Using Grafana Agent to proxy AWS Kinesis Data Firehose in to Grafana Loki.

Running workloads on AWS EKS with EC2 instances is straightforward and something that you just do with out thinking much about it. Now if you switch to use Fargate, then there is a whole set of other things you need to think about and skills to pick up.

One of those things is logging. So I’ve been experimenting with Kinesis Data Firehose and Grafana Agent, to get a flow of logs in to Grafana Loki. Which is what this post will be all about.

Getting Grafana Agent up and running

I started off by using Grafanas own instructions for how to deploy agent in flow mode.

But running helm install won’t get you far. So lets take a look at the values I used.

The values

Agent will take a stream of batched logs from Firehose so we will use a standard deployment instead of daemonset.

controller:
  type: deployment

The awsfirehose receiver will be setup to listen on a specific port so we will add that as an extra port to deployment.

agent:
  extraPorts:
   - name: "faro"
     port: 12347
     targetPort: 12347
     protocol: "TCP"

name: “faro” is what is defined as port name in the ingress. So we use the same here.

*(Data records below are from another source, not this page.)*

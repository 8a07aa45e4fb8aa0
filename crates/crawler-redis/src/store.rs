//! TTL-keyed existence set with self-healing connection

use crate::error::{DedupError, is_transport_failure, timed_out};
use crate::options::StoreOptions;
use crate::supervisor::Supervisor;
use crate::Result;
use crawler_types::{ConnectionState, mask_url};
use redis::aio::MultiplexedConnection;
use redis::{RedisResult, cmd};
use std::future::Future;
use std::sync::Arc;
use std::sync::atomic::{AtomicU64, Ordering};
use tokio::sync::{Mutex, Notify, RwLock};
use tracing::{debug, info, warn};

/// Single connection slot shared by callers and the supervisor
pub(crate) enum Slot {
    Connected {
        conn: MultiplexedConnection,
        generation: u64,
    },
    Reconnecting,
    Closed,
}

impl Slot {
    pub(crate) fn state(&self) -> ConnectionState {
        match self {
            Slot::Connected { .. } => ConnectionState::Connected,
            Slot::Reconnecting => ConnectionState::Reconnecting,
            Slot::Closed => ConnectionState::Closed,
        }
    }
}

/// State shared between [`DedupStore`] and its supervisor task
pub(crate) struct Shared {
    pub(crate) client: redis::Client,
    pub(crate) address: String,
    pub(crate) options: StoreOptions,
    /// Callers hold a read guard for the duration of a command; the
    /// supervisor takes the write guard only to swap connections.
    pub(crate) slot: RwLock<Slot>,
    /// Wakes the supervisor after Connected -> Reconnecting
    pub(crate) wake: Notify,
    generation: AtomicU64,
    reconnects: AtomicU64,
}

impl Shared {
    /// Dial a fresh multiplexed connection, bounded by the dial timeout
    pub(crate) async fn dial(&self) -> RedisResult<MultiplexedConnection> {
        match tokio::time::timeout(
            self.options.dial_timeout,
            self.client.get_multiplexed_async_connection(),
        )
        .await
        {
            Ok(result) => result,
            Err(_) => Err(timed_out("dial timed out")),
        }
    }

    /// Put a freshly dialed connection in place of a Reconnecting slot.
    ///
    /// Returns false if the store was closed in the meantime.
    pub(crate) async fn install(&self, conn: MultiplexedConnection) -> bool {
        let mut slot = self.slot.write().await;
        if !slot.state().can_transition_to(ConnectionState::Connected) {
            return false;
        }

        let generation = self.generation.fetch_add(1, Ordering::SeqCst).saturating_add(1);
        *slot = Slot::Connected { conn, generation };
        self.reconnects.fetch_add(1, Ordering::Relaxed);
        true
    }

    /// Record that the connection of `generation` is dead.
    ///
    /// Only the first report per connection flips the slot to Reconnecting
    /// and wakes the supervisor; reports about an older connection that has
    /// already been replaced are ignored.
    async fn connection_lost(
        &self,
        generation: u64,
        operation: &'static str,
        error: &redis::RedisError,
    ) {
        let mut slot = self.slot.write().await;
        let current = match &*slot {
            Slot::Connected { generation: current, .. } => *current,
            _ => return,
        };
        if current != generation {
            return;
        }

        // Dropping the old handle closes our side of the dead socket
        *slot = Slot::Reconnecting;
        drop(slot);

        warn!(
            operation = operation,
            address = %self.address,
            error = %error,
            "Dedup store connection lost, reconnecting in background"
        );
        self.wake.notify_one();
    }
}

/// Client for the "already seen" store
///
/// Keys are namespaced as `{prefix}:{key}` and stored with a TTL. Presence
/// means "seen within the last TTL"; absence means never seen or forgotten.
pub struct DedupStore {
    prefix: String,
    shared: Arc<Shared>,
    supervisor: Mutex<Option<Supervisor>>,
}

impl DedupStore {
    /// Connect to the store and start the reconnect supervisor.
    ///
    /// `address` is either `host:port` or a `redis://` / `rediss://` URL.
    /// Exactly one dial is attempted; if it fails no client is returned.
    pub async fn open(
        prefix: impl Into<String>,
        address: &str,
        options: StoreOptions,
    ) -> Result<Self> {
        let prefix = prefix.into();
        let url = connection_url(address);
        let safe_address = mask_url(&url);

        let client = redis::Client::open(url.as_str()).map_err(|source| DedupError::Connection {
            address: safe_address.clone(),
            source,
        })?;

        let shared = Arc::new(Shared {
            client,
            address: safe_address.clone(),
            options,
            slot: RwLock::new(Slot::Reconnecting),
            wake: Notify::new(),
            generation: AtomicU64::new(0),
            reconnects: AtomicU64::new(0),
        });

        debug!(address = %safe_address, "Opening dedup store connection...");
        let conn = shared.dial().await.map_err(|source| DedupError::Connection {
            address: safe_address.clone(),
            source,
        })?;
        *shared.slot.write().await = Slot::Connected { conn, generation: 0 };

        let supervisor = Supervisor::spawn(shared.clone());

        info!(address = %safe_address, prefix = %prefix, "Connected to dedup store");

        Ok(Self {
            prefix,
            shared,
            supervisor: Mutex::new(Some(supervisor)),
        })
    }

    pub fn prefix(&self) -> &str {
        &self.prefix
    }

    /// Full key as stored: `{prefix}:{key}`
    pub fn namespaced_key(&self, key: &str) -> String {
        format!("{}:{}", self.prefix, key)
    }

    pub async fn state(&self) -> ConnectionState {
        self.shared.slot.read().await.state()
    }

    /// Number of completed supervised reconnects since open
    pub fn reconnect_count(&self) -> u64 {
        self.shared.reconnects.load(Ordering::Relaxed)
    }

    /// Insert the key with the configured TTL if it is absent.
    ///
    /// Returns `true` on a fresh insert and `false` if the key was already
    /// present; the existing TTL is left untouched.
    pub async fn add(&self, key: &str) -> Result<bool> {
        let key = self.namespaced_key(key);
        let ttl = self.shared.options.ttl_secs();

        let reply: Option<String> = self
            .execute("add", move |mut conn| async move {
                cmd("SET")
                    .arg(&key)
                    .arg(1)
                    .arg("NX")
                    .arg("EX")
                    .arg(ttl)
                    .query_async(&mut conn)
                    .await
            })
            .await?;

        match reply.as_deref() {
            Some("OK") => Ok(true),
            None => Ok(false),
            Some(other) => Err(DedupError::Protocol(format!("SET NX replied {:?}", other))),
        }
    }

    /// Whether the key is currently stored and unexpired
    pub async fn exists(&self, key: &str) -> Result<bool> {
        let key = self.namespaced_key(key);

        let count: i64 = self
            .execute("exists", move |mut conn| async move {
                cmd("EXISTS").arg(&key).query_async(&mut conn).await
            })
            .await?;

        Ok(count > 0)
    }

    /// Remaining lifetime in seconds.
    ///
    /// Negative values are results, not errors: `-2` means the key is
    /// absent and `-1` that it has no expiry.
    pub async fn ttl(&self, key: &str) -> Result<i64> {
        let key = self.namespaced_key(key);

        self.execute("ttl", move |mut conn| async move {
            cmd("TTL").arg(&key).query_async(&mut conn).await
        })
        .await
    }

    /// Liveness probe; a healthy store replies [`crate::PING_REPLY`]
    pub async fn ping(&self) -> Result<String> {
        self.execute("ping", |mut conn| async move { cmd("PING").query_async(&mut conn).await })
            .await
    }

    /// Delete every key in this store's namespace.
    ///
    /// Uses KEYS, so it is meant for tests and maintenance only.
    pub async fn purge(&self) -> Result<usize> {
        let pattern = format!("{}:*", self.prefix);

        let keys: Vec<String> = self
            .execute("purge_scan", move |mut conn| async move {
                cmd("KEYS").arg(&pattern).query_async(&mut conn).await
            })
            .await?;

        if keys.is_empty() {
            return Ok(0);
        }

        let deleted: usize = self
            .execute("purge_delete", move |mut conn| async move {
                cmd("DEL").arg(&keys).query_async(&mut conn).await
            })
            .await?;

        info!(prefix = %self.prefix, deleted, "Purged dedup namespace");
        Ok(deleted)
    }

    /// Stop the supervisor and release the connection.
    ///
    /// Waits for the supervisor task to finish before returning. Calling it
    /// again is a no-op; any other call after close returns
    /// [`DedupError::Closed`].
    pub async fn close(&self) -> Result<()> {
        let Some(supervisor) = self.supervisor.lock().await.take() else {
            return Ok(());
        };

        let stopped = supervisor.stop().await;
        *self.shared.slot.write().await = Slot::Closed;
        info!(address = %self.shared.address, "Dedup store closed");

        stopped.map_err(DedupError::from)
    }

    /// Run one command against the live connection.
    ///
    /// Never waits for a reconnect: if the slot is not Connected the call
    /// fails immediately. The slot lock is released before the command is
    /// sent, so close and connection_lost never queue behind a slow reply.
    async fn execute<T, F, Fut>(&self, operation: &'static str, command: F) -> Result<T>
    where
        F: FnOnce(MultiplexedConnection) -> Fut,
        Fut: Future<Output = RedisResult<T>>,
    {
        let (conn, generation) = match &*self.shared.slot.read().await {
            Slot::Connected { conn, generation } => (conn.clone(), *generation),
            Slot::Reconnecting => return Err(DedupError::Reconnecting),
            Slot::Closed => return Err(DedupError::Closed),
        };

        let command_timeout = self.shared.options.command_timeout;
        let outcome = tokio::time::timeout(command_timeout, command(conn)).await;

        let err = match outcome {
            Ok(Ok(value)) => return Ok(value),
            Ok(Err(err)) => err,
            Err(_) => timed_out("command timed out"),
        };

        if is_transport_failure(&err) {
            self.shared.connection_lost(generation, operation, &err).await;
        } else {
            debug!(operation = operation, error = %err, "Dedup store returned an error reply");
        }
        Err(DedupError::from_command(err))
    }
}

impl Drop for DedupStore {
    fn drop(&mut self) {
        if let Some(supervisor) = self.supervisor.get_mut().take() {
            supervisor.abort();
        }
    }
}

/// Accept "host:port" as well as full redis URLs
pub(crate) fn connection_url(address: &str) -> String {
    if address.contains("://") {
        address.to_string()
    } else {
        format!("redis://{}", address)
    }
}
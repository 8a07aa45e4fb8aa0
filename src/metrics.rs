use anyhow::Result;
use once_cell::sync::Lazy;
use prometheus::{
    Encoder, Histogram, IntCounter, IntCounterVec, IntGauge, TextEncoder, opts, register_histogram,
    register_int_counter, register_int_counter_vec, register_int_gauge,
};

pub static PUBLISH_CONFIRMED: Lazy<IntCounter> = Lazy::new(|| {
    register_int_counter!(opts!(
        "crawler_publish_confirmed_total",
        "Publishes acked by the broker"
    ))
    .expect("Failed to register crawler_publish_confirmed_total metric")
});

pub static PUBLISH_NACKED: Lazy<IntCounter> = Lazy::new(|| {
    register_int_counter!(opts!(
        "crawler_publish_nacked_total",
        "Publishes nacked by the broker"
    ))
    .expect("Failed to register crawler_publish_nacked_total metric")
});

/// Publish to confirm latency
pub static PUBLISH_CONFIRM_LATENCY: Lazy<Histogram> = Lazy::new(|| {
    register_histogram!(
        "crawler_publish_confirm_latency_seconds",
        "Time from publish to broker confirm in seconds",
        vec![0.001, 0.005, 0.01, 0.025, 0.05, 0.1, 0.25, 0.5, 1.0, 2.5, 5.0]
    )
    .expect("Failed to register crawler_publish_confirm_latency_seconds metric")
});

/// Completed dedup store reconnects, mirrored from the store on scrape
pub static DEDUP_RECONNECTS: Lazy<IntGauge> = Lazy::new(|| {
    register_int_gauge!(opts!(
        "crawler_dedup_reconnects",
        "Dedup store reconnects since start"
    ))
    .expect("Failed to register crawler_dedup_reconnects metric")
});

pub static DEDUP_ERRORS: Lazy<IntCounterVec> = Lazy::new(|| {
    register_int_counter_vec!(
        opts!("crawler_dedup_errors_total", "Failed dedup store calls by error code"),
        &["kind"]
    )
    .expect("Failed to register crawler_dedup_errors_total metric")
});

pub static JOBS: Lazy<IntCounterVec> = Lazy::new(|| {
    register_int_counter_vec!(
        opts!("crawler_jobs_total", "Processed crawl jobs by result"),
        &["result"]
    )
    .expect("Failed to register crawler_jobs_total metric")
});

pub fn gather_metrics() -> Result<String> {
    let mut buffer = vec![];
    let encoder = TextEncoder::new();
    let metric_families = prometheus::gather();
    encoder.encode(&metric_families, &mut buffer)?;

    Ok(String::from_utf8(buffer)?)
}

#[cfg(test)]
mod tests {
    use super::*;

    #[test]
    fn test_metrics_are_exported() {
        PUBLISH_CONFIRMED.inc();
        PUBLISH_NACKED.inc();
        PUBLISH_CONFIRM_LATENCY.observe(0.01);
        DEDUP_RECONNECTS.set(2);
        DEDUP_ERRORS.with_label_values(&["RECONNECTING"]).inc();
        JOBS.with_label_values(&["crawled"]).inc();

        let text = gather_metrics().unwrap();

        assert!(text.contains("crawler_publish_confirmed_total"));
        assert!(text.contains("crawler_publish_confirm_latency_seconds_bucket"));
        assert!(text.contains("crawler_dedup_reconnects 2"));
        assert!(text.contains("crawler_dedup_errors_total{kind=\"RECONNECTING\"}"));
        assert!(text.contains("crawler_jobs_total{result=\"crawled\"}"));
    }
}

Next is ingress. Here I used aws-load-balancer-controller annotations to get the functionallity I needed.

ingress:
  annotations:
    alb.ingress.kubernetes.io/backend-protocol: "HTTP"
    alb.ingress.kubernetes.io/certificate-arn: "arn:aws:acm:<region>:<account_id>:certificate/<certificate_id>"
    alb.ingress.kubernetes.io/healthcheck-port: "80"
    alb.ingress.kubernetes.io/listen-ports: '[{"HTTPS": 443}]'
    alb.ingress.kubernetes.io/scheme: "internet-facing"
    alb.ingress.kubernetes.io/ssl-redirect: "443"
    alb.ingress.kubernetes.io/target-type: "ip"
    alb.ingress.kubernetes.io/actions.grafana-agent: >
      {"type":"forward","forwardConfig":{"targetGroups":[{"serviceName":"grafana-agent","servicePort":"12347","weight":1}]}}      
    alb.ingress.kubernetes.io/conditions.grafana-agent: >
      [{"field":"http-header","httpHeaderConfig":{"httpHeaderName": "X-Amz-Firehose-Access-Key", "values":["a-really-long-and-scret-header-value"]}}]      
    external-dns.alpha.kubernetes.io/hostname: grafana-agent.example.domain.com
  enabled: true
  hosts:
  - grafana-agent.example.domain.com
  path: /*
  pathType: ImplementationSpecific
  ingressClassName: "alb"

The most noticeable configurations are the alb.ingress.kubernetes.io/actions.agent-grafana-agent and alb.ingress.kubernetes.io/conditions.agent-grafana-agent annotations.

They will setup forward rules to the correct kubernetes service name, but also require that a specific header (X-Amz-Firehose-Access-Key) is present on each request. Requests without it won’t be forwarded.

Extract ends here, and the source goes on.